TicTacToe - 生成解决方案

Question

给定一个nxn正方形的网格，其中每个正方形都有一个id，第一个（左上角）正方形的id为0（所以5x5网格的ID为0-24），如下所示：

00 01 02 03 04

05 06 07 08 09

10 11 12 13 14

15 16 17 18 19

20 21 22 23 24

我需要生成长度为Y的所有对角线解。所以如果Y是3，那么一些解决方案将是：

0,6,12

和

11,17,23

但显然不是

3,9,15 (because the 15 does not follow on diagonally)

有关如何生成这些解决方案的任何想法吗？

这是我到目前为止所得到的（维度= 5，in = 3）：

public ArrayList<int[]> getSolutions(int dimension, int inARow) {

    ArrayList<int[]> solutions = new ArrayList<int[]>();

    //create row solutions
    for(int i=0; i<dimension*dimension; i = i+dimension) {
        for(int j=i; j<=i+dimension - inARow; j++){            
            int[] row = new int[inARow];
            int counter = 0;
            for(int k=j; k<j+inARow; k++){
                row[counter++] = k;
            }
            solutions.add(row);
        }
    }

    //create column solutions        
    for(int i=0;i<dimension;i++){
        for(int j=i; j<(dimension*dimension)-(dimension*inARow)+dimension;j=j+dimension){
            int[] col = new int[inARow];
            int counter = 0;
            for(int k=j;k<j+(dimension*inARow);k=k+dimension){
                col[counter++] = k;
            }
            solutions.add(col);
        }
    }

    //create diagonals        
    for(int i=0; i<dimension*dimension; i++){            
        for(int j=i; j<i+(dimension * inARow); j = j+dimension+1){
            System.out.println(j);
        }            
    }                

    return solutions;

这给了我所有的对角线解决方案，但也给了我像3,9,15这样的坏处。我无法消除这些。
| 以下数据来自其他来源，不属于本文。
//!
//! Datum shift: identity, 3/7-parameter Helmert, and grid-shift, pivoting
//! through geodetic/geocentric conversion.
//!
//! Unlike the generic-over-grid-type design this crate's pattern was drawn
//! from, grids here are resolved once at [`Datum::new`] time against an
//! injected [`GridProvider`](crate::nadgrids::GridProvider) rather than
//! threaded through a type parameter: the provider is an external
//! collaborator, not part of the datum's type.
use crate::datum_params::DatumParams;
use crate::ellps::Ellipsoid;
use crate::errors::Result;
use crate::geocent::{geocentric_to_geodetic, geodetic_to_geocentric};
use crate::nadgrids::{GridProvider, NadGrids};
use crate::transform::Direction;

#[derive(Debug)]
enum Kind {
    NoDatum,
    Wgs84,
    ToWGS84_3(f64, f64, f64),
    ToWGS84_7(f64, f64, f64, f64, f64, f64, f64),
    NadGrids(NadGrids),
}

/// Holds everything needed to pivot a point from/to WGS84 geocentric space.
#[derive(Debug)]
pub struct Datum {
    kind: Kind,
    a: f64,
    b: f64,
    es: f64,
}

const SRS_WGS84_SEMIMAJOR: f64 = 6378137.0;
const SRS_WGS84_SEMIMINOR: f64 = 6356752.314;
const SRS_WGS84_ES: f64 = 0.0066943799901413165;

impl Datum {
    /// Build a datum from its classified parameters, resolving any
    /// nadgrids list against `provider`.
    pub fn new(ellps: &Ellipsoid, params: &DatumParams, provider: &dyn GridProvider) -> Result<Self> {
        let kind = match params {
            DatumParams::NoDatum => Kind::NoDatum,
            DatumParams::Wgs84 => Kind::Wgs84,
            DatumParams::ToWGS84_3(dx, dy, dz) => Kind::ToWGS84_3(*dx, *dy, *dz),
            DatumParams::ToWGS84_7(dx, dy, dz, rx, ry, rz, s) => {
                Kind::ToWGS84_7(*dx, *dy, *dz, *rx, *ry, *rz, *s)
            }
            DatumParams::NadGrids(names) => {
                Kind::NadGrids(NadGrids::new_grid_transform(names, provider)?)
            }
        };

        // When a grid shift is in effect, the grid nodes give shifts directly
        // to/from WGS84 geographic coordinates: the pivot ellipsoid is WGS84
        // itself, regardless of the CRS's own ellipsoid.
        let (a, b, es) = if matches!(kind, Kind::NadGrids(_)) {
            (SRS_WGS84_SEMIMAJOR, SRS_WGS84_SEMIMINOR, SRS_WGS84_ES)
        } else {
            (ellps.a, ellps.b, ellps.es)
        };

        Ok(Self { kind, a, b, es })
    }

    pub fn use_nadgrids(&self) -> bool {
        matches!(self.kind, Kind::NadGrids(_))
    }

    pub fn no_datum(&self) -> bool {
        matches!(self.kind, Kind::NoDatum)
    }

    /// Convert a geodetic point in this datum to WGS84 geocentric space.
    fn towgs84(&self, lam: f64, phi: f64, z: f64) -> Result<(f64, f64, f64)> {
        match &self.kind {
            Kind::NoDatum | Kind::Wgs84 => geodetic_to_geocentric(lam, phi, z, self.a, self.es),
            Kind::ToWGS84_3(dx, dy, dz) => geodetic_to_geocentric(lam, phi, z, self.a, self.es)
                .map(|(x, y, z)| (x + dx, y + dy, z + dz)),
            Kind::ToWGS84_7(dx, dy, dz, rx, ry, rz, s) => {
                geodetic_to_geocentric(lam, phi, z, self.a, self.es).map(|(x, y, z)| {
                    (
                        dx + s * (x - rz * y + ry * z),
                        dy + s * (rz * x + y - rx * z),
                        dz + s * (-ry * x + rx * y + z),
                    )
                })
            }
            Kind::NadGrids(grids) => grids
                .apply_shift(Direction::Forward, lam, phi, z)
                .and_then(|(lam, phi, z)| geodetic_to_geocentric(lam, phi, z, self.a, self.es)),
        }
    }

    /// Convert a WGS84 geocentric point to a geodetic point in this datum.
    fn fromwgs84(&self, x: f64, y: f64, z: f64) -> Result<(f64, f64, f64)> {
        match &self.kind {
            Kind::NoDatum | Kind::Wgs84 => geocentric_to_geodetic(x, y, z, self.a, self.es, self.b),
            Kind::ToWGS84_3(dx, dy, dz) => {
                geocentric_to_geodetic(x - dx, y - dy, z - dz, self.a, self.es, self.b)
            }
            Kind::ToWGS84_7(dx, dy, dz, rx, ry, rz, s) => {
                let (x, y, z) = ((x - dx) / s, (y - dy) / s, (z - dz) / s);
                geocentric_to_geodetic(
                    x + rz * y - ry * z,
                    -rz * x + y + rx * z,
                    ry * x - rx * y + z,
                    self.a,
                    self.es,
                    self.b,
                )
            }
            Kind::NadGrids(grids) => geocentric_to_geodetic(x, y, z, self.a, self.es, self.b)
                .and_then(|(lam, phi, z)| grids.apply_shift(Direction::Inverse, lam, phi, z)),
        }
    }

    /// Whether `self` and `other` are equivalent enough that shifting
    /// between them can be skipped entirely.
    pub fn is_identical_to(&self, other: &Self) -> bool {
        // 5e-11 tolerance on es so GRS80 and WGS84 compare equal.
        self.a == other.a
            && (self.es - other.es).abs() < 0.000000000050
            && match (&self.kind, &other.kind) {
                (Kind::NoDatum, Kind::NoDatum) => true,
                (Kind::Wgs84, Kind::Wgs84) => true,
                (Kind::ToWGS84_3(a, b, c), Kind::ToWGS84_3(d, e, f)) => {
                    a == d && b == e && c == f
                }
                (Kind::ToWGS84_7(a0, b0, c0, d0, e0, f0, g0), Kind::ToWGS84_7(a1, b1, c1, d1, e1, f1, g1)) => {
                    a0 == a1 && b0 == b1 && c0 == c1 && d0 == d1 && e0 == e1 && f0 == f1 && g0 == g1
                }
                (Kind::NadGrids(_), Kind::NadGrids(_)) => true,
                _ => false,
            }
    }

    /// Pivot a point from `src`'s datum to `dst`'s datum via geocentric
    /// WGS84 space.
    pub fn transform(src: &Datum, dst: &Datum, lam: f64, phi: f64, z: f64) -> Result<(f64, f64, f64)> {
        src.towgs84(lam, phi, z)
            .and_then(|(x, y, z)| dst.fromwgs84(x, y, z))
    }
}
反对角线也是解决方案，所以2,6,10也是一个解决方案，但如果我得到正常的对角线工作，我可以做同样的反对角线。

Answer 1

这是你的幸运日......我更新了答案，作为所有网格尺寸和长度的通用解决方案

在咖啡脚本中，它产生了漂亮的伪代码

w = 5 # width of the grid
h = 5 # height of the grid
l = 3 # length to capture

m = [] # matches

for i in [0..(w*h)-1] # loop through each square
    col = i % w # calculate what column we are in
    row = Math.floor i / w # calculate what row we are in
    nums = [] # re-set matched lines array
    if col < w - (l-1) and row < h - (l-1) # if there is space for diagonal right
        for j in [0..l-1] # loop until length is reached
            nums.push i+(j*w)+j # push it onto the array of squares
        m.push nums # push into the array of matched lines
    nums = []
    if col > l-2 and row < h-l+1 # if there is space for diagonal left
        for j in [0..l-1]
            nums.push i+(j*w)-j
        m.push nums

console.dir m
# or
console.log i.join "," for i in m

编译为javascript（所以你可以测试它）

var col, h, i, j, l, m, nums, row, w, _i, _len, _ref, _ref2, _ref3;
w = 5;
h = 5;
l = 3;
m = [];
for (i = 0, _ref = (w * h) - 1; 0 <= _ref ? i <= _ref : i >= _ref; 0 <= _ref ? i++ : i--) {
  col = i % w;
  row = Math.floor(i / w);
  nums = [];
  if (col < w - (l - 1) && row < h - (l - 1)) {
    for (j = 0, _ref2 = l - 1; 0 <= _ref2 ? j <= _ref2 : j >= _ref2; 0 <= _ref2 ? j++ : j--) {
      nums.push(i + (j * w) + j);
    }
    m.push(nums);
  }
  nums = [];
  if (col > l - 2 && row < h - l + 1) {
    for (j = 0, _ref3 = l - 1; 0 <= _ref3 ? j <= _ref3 : j >= _ref3; 0 <= _ref3 ? j++ : j--) {
      nums.push(i + (j * w) - j);
    }
    m.push(nums);
  }
}
console.dir(m);
for (_i = 0, _len = m.length; _i < _len; _i++) {
  i = m[_i];
  console.log(i.join(","));
}